## Work order
Search the data below for the string "summary". Extract every line that contains it.

[Records contained in a dataset]
= Beginning of Section =
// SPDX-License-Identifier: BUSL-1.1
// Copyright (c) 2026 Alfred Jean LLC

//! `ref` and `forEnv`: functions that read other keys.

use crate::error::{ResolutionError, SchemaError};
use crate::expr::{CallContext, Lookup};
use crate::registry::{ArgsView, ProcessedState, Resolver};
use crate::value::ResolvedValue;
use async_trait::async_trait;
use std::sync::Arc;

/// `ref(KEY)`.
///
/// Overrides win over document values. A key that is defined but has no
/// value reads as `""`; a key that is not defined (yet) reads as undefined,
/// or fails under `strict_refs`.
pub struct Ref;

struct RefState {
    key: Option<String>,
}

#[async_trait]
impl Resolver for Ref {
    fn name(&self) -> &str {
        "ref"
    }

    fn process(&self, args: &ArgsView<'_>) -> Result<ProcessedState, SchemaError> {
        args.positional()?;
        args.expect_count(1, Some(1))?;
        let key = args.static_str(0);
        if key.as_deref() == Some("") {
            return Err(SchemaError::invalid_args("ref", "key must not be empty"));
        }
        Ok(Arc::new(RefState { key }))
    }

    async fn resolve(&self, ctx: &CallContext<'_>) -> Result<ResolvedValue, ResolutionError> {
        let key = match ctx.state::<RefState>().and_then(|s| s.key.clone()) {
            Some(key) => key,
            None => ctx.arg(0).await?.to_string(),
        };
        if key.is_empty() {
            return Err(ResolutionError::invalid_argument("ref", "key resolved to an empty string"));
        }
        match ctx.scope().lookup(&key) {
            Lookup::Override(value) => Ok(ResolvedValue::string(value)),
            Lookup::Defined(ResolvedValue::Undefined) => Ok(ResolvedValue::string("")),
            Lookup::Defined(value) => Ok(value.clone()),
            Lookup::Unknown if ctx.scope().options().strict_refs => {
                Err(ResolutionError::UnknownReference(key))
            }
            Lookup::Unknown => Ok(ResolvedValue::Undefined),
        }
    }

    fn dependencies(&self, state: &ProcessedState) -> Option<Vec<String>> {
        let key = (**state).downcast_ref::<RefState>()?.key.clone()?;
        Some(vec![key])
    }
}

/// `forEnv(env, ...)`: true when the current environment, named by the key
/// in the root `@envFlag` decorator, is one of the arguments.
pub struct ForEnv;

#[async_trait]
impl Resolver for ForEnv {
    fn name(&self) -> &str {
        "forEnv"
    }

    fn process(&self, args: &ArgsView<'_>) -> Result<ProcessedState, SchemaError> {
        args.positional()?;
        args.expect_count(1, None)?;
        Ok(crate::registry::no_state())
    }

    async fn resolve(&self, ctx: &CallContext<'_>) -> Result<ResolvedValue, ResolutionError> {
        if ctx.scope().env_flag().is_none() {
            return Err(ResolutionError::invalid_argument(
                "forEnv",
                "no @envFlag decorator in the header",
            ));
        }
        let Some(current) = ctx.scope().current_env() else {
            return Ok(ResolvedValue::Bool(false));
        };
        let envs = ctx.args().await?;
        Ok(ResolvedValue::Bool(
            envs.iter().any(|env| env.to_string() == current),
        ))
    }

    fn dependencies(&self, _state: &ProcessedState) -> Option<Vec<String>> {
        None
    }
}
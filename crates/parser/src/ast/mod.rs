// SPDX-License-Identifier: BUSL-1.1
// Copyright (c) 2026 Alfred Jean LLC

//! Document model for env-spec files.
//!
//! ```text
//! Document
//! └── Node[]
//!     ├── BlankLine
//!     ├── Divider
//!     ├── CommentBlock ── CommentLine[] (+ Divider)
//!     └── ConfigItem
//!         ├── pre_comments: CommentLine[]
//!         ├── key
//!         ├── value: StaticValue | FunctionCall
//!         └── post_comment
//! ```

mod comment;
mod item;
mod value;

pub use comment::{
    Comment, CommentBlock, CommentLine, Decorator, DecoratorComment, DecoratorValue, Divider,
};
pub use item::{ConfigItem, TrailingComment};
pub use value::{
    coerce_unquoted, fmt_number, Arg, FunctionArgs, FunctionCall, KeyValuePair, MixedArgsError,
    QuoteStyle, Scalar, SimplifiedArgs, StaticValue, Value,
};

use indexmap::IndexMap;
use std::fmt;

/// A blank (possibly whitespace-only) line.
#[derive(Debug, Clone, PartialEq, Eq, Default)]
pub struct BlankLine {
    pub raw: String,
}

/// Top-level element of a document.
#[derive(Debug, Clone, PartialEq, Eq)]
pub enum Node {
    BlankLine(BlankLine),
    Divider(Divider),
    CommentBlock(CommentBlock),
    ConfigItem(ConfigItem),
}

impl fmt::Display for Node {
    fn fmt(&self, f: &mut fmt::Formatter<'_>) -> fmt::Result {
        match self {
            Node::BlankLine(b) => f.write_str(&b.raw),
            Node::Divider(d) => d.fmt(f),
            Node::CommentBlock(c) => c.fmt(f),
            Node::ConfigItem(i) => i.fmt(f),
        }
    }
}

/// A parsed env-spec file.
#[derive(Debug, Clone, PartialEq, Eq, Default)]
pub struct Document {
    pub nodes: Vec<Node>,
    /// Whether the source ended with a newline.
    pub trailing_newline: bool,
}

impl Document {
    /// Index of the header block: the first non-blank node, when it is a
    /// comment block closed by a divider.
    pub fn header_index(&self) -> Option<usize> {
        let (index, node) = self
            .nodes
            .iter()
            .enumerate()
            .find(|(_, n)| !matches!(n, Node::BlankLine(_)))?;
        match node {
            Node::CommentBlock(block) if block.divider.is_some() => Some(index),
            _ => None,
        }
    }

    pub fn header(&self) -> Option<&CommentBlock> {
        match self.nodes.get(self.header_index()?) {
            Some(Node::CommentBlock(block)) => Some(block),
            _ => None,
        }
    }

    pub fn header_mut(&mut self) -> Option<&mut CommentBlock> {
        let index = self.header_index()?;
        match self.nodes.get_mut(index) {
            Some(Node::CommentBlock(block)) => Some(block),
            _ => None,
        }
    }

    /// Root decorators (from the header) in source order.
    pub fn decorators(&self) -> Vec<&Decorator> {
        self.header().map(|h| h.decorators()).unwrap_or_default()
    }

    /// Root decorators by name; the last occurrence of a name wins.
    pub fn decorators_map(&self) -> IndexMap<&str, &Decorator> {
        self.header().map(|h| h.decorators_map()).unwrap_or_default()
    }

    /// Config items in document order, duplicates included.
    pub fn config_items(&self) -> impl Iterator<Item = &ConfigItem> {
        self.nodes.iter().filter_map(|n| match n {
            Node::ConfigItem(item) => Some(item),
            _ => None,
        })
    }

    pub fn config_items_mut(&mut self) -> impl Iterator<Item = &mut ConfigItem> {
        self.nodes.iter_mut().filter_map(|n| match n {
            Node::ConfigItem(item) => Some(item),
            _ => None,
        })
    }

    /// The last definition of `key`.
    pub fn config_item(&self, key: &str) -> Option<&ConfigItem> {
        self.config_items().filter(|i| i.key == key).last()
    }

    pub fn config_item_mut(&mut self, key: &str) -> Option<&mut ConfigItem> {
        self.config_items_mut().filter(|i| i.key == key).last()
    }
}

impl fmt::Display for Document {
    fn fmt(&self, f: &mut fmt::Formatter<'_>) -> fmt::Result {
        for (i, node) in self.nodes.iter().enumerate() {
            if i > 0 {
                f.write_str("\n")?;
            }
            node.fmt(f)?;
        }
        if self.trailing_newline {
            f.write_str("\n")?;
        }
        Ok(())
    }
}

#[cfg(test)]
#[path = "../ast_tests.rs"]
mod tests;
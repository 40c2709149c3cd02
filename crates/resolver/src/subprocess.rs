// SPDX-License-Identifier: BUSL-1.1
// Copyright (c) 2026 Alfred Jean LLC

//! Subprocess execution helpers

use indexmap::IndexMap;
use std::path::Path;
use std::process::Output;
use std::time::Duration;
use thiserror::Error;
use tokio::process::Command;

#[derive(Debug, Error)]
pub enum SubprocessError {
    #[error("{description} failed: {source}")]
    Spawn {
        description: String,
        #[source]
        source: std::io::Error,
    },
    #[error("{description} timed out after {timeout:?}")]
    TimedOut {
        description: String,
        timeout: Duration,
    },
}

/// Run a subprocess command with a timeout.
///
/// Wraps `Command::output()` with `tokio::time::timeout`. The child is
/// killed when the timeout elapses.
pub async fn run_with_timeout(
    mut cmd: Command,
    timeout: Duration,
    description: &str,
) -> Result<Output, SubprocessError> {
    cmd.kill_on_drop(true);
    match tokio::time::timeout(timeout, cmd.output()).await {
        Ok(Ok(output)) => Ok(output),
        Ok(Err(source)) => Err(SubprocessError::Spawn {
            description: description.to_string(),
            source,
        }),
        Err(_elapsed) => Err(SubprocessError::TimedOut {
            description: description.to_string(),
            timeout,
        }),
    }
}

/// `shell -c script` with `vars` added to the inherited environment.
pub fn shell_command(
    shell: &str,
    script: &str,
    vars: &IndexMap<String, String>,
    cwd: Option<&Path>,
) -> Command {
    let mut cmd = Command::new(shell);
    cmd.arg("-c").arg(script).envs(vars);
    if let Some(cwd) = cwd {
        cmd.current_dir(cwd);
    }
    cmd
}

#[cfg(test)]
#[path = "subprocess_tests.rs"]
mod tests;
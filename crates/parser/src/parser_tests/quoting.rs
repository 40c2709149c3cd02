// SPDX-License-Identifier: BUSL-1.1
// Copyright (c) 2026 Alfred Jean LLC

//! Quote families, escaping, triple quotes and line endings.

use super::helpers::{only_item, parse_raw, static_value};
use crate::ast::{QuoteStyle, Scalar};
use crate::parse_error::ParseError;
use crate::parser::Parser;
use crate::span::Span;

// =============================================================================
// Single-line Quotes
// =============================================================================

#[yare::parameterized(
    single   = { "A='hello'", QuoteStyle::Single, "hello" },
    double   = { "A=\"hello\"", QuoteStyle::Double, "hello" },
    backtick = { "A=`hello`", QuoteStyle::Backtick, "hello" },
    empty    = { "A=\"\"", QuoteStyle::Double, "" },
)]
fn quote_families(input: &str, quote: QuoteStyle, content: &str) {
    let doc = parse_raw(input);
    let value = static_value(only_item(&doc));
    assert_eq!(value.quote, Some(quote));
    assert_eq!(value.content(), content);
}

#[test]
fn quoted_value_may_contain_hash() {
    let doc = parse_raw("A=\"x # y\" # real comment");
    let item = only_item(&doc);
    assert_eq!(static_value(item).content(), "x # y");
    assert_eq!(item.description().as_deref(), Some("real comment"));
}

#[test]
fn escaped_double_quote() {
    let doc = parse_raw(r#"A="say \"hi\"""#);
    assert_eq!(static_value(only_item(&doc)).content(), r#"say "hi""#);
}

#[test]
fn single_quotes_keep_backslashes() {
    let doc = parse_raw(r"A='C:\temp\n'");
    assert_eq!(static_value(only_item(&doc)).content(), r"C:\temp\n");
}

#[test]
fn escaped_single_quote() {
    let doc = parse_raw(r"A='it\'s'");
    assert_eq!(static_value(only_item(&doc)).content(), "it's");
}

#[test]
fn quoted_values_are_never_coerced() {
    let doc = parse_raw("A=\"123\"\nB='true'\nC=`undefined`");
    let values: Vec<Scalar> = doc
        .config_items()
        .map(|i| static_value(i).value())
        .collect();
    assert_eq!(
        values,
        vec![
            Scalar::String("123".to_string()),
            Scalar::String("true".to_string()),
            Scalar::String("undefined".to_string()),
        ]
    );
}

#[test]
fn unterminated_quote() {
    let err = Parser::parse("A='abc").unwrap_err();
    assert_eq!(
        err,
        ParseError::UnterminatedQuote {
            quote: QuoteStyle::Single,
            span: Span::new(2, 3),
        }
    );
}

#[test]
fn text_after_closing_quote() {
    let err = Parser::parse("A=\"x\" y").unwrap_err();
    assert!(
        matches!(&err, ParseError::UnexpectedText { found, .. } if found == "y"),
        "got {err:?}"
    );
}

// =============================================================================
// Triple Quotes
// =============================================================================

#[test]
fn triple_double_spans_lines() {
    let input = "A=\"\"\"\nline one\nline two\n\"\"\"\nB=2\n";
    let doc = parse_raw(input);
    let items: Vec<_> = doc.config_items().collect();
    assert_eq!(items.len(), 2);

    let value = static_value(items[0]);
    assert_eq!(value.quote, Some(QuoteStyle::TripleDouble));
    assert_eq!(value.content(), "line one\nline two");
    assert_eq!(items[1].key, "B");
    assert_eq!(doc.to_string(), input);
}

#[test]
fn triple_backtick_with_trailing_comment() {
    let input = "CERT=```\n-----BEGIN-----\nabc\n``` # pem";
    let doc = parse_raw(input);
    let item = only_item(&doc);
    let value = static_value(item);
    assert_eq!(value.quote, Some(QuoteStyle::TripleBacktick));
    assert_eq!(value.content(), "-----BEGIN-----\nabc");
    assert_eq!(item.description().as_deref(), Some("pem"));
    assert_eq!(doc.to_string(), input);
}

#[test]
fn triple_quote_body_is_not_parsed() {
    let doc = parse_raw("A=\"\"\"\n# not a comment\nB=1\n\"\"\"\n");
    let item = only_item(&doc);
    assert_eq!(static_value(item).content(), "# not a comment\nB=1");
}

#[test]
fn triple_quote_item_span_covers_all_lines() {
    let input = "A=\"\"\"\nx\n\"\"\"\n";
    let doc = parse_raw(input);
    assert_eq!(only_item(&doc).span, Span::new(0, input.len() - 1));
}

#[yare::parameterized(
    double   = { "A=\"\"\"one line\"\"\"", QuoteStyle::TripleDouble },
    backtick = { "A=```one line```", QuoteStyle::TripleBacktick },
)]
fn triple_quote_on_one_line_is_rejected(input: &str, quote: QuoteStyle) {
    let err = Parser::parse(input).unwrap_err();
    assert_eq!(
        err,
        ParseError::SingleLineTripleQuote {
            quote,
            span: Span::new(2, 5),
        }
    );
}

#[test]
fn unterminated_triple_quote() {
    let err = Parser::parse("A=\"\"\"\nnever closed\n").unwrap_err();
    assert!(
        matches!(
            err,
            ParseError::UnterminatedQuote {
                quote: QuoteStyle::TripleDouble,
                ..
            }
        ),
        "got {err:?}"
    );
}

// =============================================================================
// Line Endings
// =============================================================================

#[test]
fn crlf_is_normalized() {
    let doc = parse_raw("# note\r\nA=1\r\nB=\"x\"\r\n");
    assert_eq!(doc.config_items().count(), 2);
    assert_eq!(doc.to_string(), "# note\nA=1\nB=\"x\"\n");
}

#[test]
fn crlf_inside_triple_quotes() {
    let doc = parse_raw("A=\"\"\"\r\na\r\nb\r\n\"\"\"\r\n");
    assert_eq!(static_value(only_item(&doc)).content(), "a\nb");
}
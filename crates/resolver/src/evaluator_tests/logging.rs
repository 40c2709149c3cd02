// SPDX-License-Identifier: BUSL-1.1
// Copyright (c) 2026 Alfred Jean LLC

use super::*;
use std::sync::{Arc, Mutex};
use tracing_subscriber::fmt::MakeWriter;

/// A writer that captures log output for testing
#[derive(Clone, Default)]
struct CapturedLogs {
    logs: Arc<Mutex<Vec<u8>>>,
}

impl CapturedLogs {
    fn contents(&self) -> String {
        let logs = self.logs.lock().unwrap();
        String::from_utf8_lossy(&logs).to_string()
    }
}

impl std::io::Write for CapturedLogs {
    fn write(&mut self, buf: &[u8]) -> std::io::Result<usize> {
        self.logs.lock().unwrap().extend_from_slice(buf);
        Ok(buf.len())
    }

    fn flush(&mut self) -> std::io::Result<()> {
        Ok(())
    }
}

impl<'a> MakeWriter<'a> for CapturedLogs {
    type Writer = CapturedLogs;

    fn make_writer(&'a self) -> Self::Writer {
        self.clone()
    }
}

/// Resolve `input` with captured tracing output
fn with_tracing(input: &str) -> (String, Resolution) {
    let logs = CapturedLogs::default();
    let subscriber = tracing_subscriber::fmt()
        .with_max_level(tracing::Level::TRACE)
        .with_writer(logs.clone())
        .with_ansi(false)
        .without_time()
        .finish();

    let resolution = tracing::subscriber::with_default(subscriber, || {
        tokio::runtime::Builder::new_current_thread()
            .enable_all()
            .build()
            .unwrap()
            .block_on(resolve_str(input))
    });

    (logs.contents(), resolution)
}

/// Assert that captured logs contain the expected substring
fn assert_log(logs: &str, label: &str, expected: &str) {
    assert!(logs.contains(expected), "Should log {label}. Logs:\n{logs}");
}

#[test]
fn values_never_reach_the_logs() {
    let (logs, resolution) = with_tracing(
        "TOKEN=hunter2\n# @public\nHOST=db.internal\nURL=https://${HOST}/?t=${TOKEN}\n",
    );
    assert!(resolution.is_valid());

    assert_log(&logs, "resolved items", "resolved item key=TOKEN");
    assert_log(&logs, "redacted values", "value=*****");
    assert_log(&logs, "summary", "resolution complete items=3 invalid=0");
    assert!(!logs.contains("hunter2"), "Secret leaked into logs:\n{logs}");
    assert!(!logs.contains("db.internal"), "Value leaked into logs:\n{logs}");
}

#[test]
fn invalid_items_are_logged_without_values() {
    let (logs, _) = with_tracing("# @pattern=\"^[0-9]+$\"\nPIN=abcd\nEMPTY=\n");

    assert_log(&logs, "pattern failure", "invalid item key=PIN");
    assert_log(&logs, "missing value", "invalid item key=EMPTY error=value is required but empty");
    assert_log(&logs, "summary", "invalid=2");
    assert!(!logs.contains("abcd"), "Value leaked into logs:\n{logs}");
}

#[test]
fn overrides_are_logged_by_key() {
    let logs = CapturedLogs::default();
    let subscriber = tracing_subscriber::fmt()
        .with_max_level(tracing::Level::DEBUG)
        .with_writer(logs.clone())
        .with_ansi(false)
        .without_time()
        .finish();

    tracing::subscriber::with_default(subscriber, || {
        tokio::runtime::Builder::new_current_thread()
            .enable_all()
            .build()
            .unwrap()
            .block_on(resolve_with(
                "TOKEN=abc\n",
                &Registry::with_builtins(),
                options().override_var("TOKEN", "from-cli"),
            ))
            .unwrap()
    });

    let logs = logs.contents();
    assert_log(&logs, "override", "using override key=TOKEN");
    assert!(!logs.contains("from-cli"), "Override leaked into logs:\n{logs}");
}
= End of Section =
## Result for this exercise
    assert_log(&logs, "summary", "resolution complete items=3 invalid=0");
    assert_log(&logs, "summary", "invalid=2");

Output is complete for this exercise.